An important, highly readable account of the war raging in the heart of Africa over the past decade and a half. Nine nations border the Congo, and nearly all have at one time or the other been part of the violence that has consumed millions of lives and left those who survive searching for justice.
Dancing in the Glory of Monsters: The Collapse of the Congo and the Great War of Africa by Jason Stearns (@jasonkstearns) shed light on a subject which I knew little about, but even the small bit I thought I knew turned out to be incorrect. That we in the West do not understand how and why the conflict began is a bitter truth that bears examination.
The conflicts in Bosnia-Herzegovina and Kosovo parallel the timeframe for much of the Great War of Africa, yet consider how much more media coverage those much smaller conflicts received in the West. The size of the Congo is roughly the same as all of Western Europe, yet the shameful truth is this: sub-Saharan Africa does not have the “strategic” value that would create enough interest in the West to engage or at least attempt to understand what happened.

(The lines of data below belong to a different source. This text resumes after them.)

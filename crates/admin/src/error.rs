//! Unified error handling for admin.

use axum::{
    Json,
    http::StatusCode,
    response::{IntoResponse, Response},
};
use serde_json::json;
use thiserror::Error;

use velora_core::ValidationError;

use crate::db::RepositoryError;

/// Application-level error type for the admin API.
#[derive(Debug, Error)]
pub enum AppError {
    /// Database operation failed.
    #[error("Database error: {0}")]
    Database(#[from] RepositoryError),

    /// A write input failed its pre-database checks.
    #[error("{0}")]
    Validation(#[from] ValidationError),

    /// Resource not found.
    #[error("Not found: {0}")]
    NotFound(String),

    /// Bad request from client.
    #[error("Bad request: {0}")]
    BadRequest(String),

    /// Internal server error.
    #[error("Internal error: {0}")]
    Internal(String),
}

impl AppError {
    fn status(&self) -> StatusCode {
        match self {
            Self::Database(RepositoryError::NotFound) | Self::NotFound(_) => StatusCode::NOT_FOUND,
            Self::Database(RepositoryError::Conflict(_)) => StatusCode::CONFLICT,
            Self::Database(_) | Self::Internal(_) => StatusCode::INTERNAL_SERVER_ERROR,
            Self::Validation(_) | Self::BadRequest(_) => StatusCode::BAD_REQUEST,
        }
    }
}

impl IntoResponse for AppError {
    fn into_response(self) -> Response {
        let status = self.status();

        if status.is_server_error() {
            let event_id = sentry::capture_error(&self);
            tracing::error!(
                error = %self,
                sentry_event_id = %event_id,
                "Admin request error"
            );
        }

        // Don't expose internal error details to clients
        let message = match &self {
            Self::Database(RepositoryError::NotFound) => "Not found".to_owned(),
            Self::Database(RepositoryError::Conflict(message)) => message.clone(),
            Self::Database(_) | Self::Internal(_) => "Internal server error".to_owned(),
            _ => self.to_string(),
        };

        (status, Json(json!({ "error": message }))).into_response()
    }
}

#[cfg(test)]
#[allow(clippy::unwrap_used)]
mod tests {
    use http_body_util::BodyExt;

    use super::*;

    async fn body_of(err: AppError) -> (StatusCode, serde_json::Value) {
        let response = err.into_response();
        let status = response.status();
        let bytes = response.into_body().collect().await.unwrap().to_bytes();
        (status, serde_json::from_slice(&bytes).unwrap())
    }

    #[test]
    fn test_app_error_display() {
        let err = AppError::NotFound("order 123".to_owned());
        assert_eq!(err.to_string(), "Not found: order 123");

        let err = AppError::Validation(ValidationError::new("code", "Please enter a coupon code"));
        assert_eq!(err.to_string(), "Please enter a coupon code");
    }

    #[test]
    fn test_app_error_status_codes() {
        assert_eq!(
            AppError::Database(RepositoryError::NotFound).status(),
            StatusCode::NOT_FOUND
        );
        assert_eq!(
            AppError::Database(RepositoryError::Conflict("taken".to_owned())).status(),
            StatusCode::CONFLICT
        );
        assert_eq!(
            AppError::BadRequest("test".to_owned()).status(),
            StatusCode::BAD_REQUEST
        );
        assert_eq!(
            AppError::Internal("test".to_owned()).status(),
            StatusCode::INTERNAL_SERVER_ERROR
        );
    }

    #[tokio::test]
    async fn test_database_details_are_hidden() {
        let (status, body) =
            body_of(AppError::Database(RepositoryError::DataCorruption("row 7".to_owned()))).await;
        assert_eq!(status, StatusCode::INTERNAL_SERVER_ERROR);
        assert_eq!(body, json!({ "error": "Internal server error" }));
    }

    #[tokio::test]
    async fn test_conflict_message_is_returned() {
        let (status, body) = body_of(AppError::Database(RepositoryError::Conflict(
            "A coupon with this code already exists".to_owned(),
        )))
        .await;
        assert_eq!(status, StatusCode::CONFLICT);
        assert_eq!(body["error"], "A coupon with this code already exists");
    }
}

And the key word there is “attempt” as Stearns points out in an impassioned conclusion:
The Congo war had no one cause, no clear conceptual essence that can be easily distilled in a couple of paragraphs. Like an ancient Greek epic, it is a mess of different narrative strands — some heroic, some venal, all combined in a narrative that is not straightforward but layered, shifting, and incomplete. It is not a war of great mechanical precision but of ragged human edges.
Stearns points out early in Dancing in the Glory of Monsters the difficulty of unraveling the puzzle, but then he does an admirable job of doing just that by centering much of the narrative around the people involved. Heads of state, politicians, soldiers, refugees and villagers, Stearns interviews them and uses their stories to illustrate and illuminate what happened. It is a powerful way to approach this subject, and the writer does well to remain in the background and let those most affected talk.
This is not a military history, although a few battles are discussed in overview as well as some massacres. The timeline skips around a little, and a map of the Congo and surrounding areas would have been very useful, but overall I found this book to be very enlightening. I often look for books on subjects I know little about and in this case I was rewarded greatly.
If interested, Mr. Stearns’ blog Congo Siasa continues his coverage of events in the Congo, where warfare and violence continue to be a plague on the people.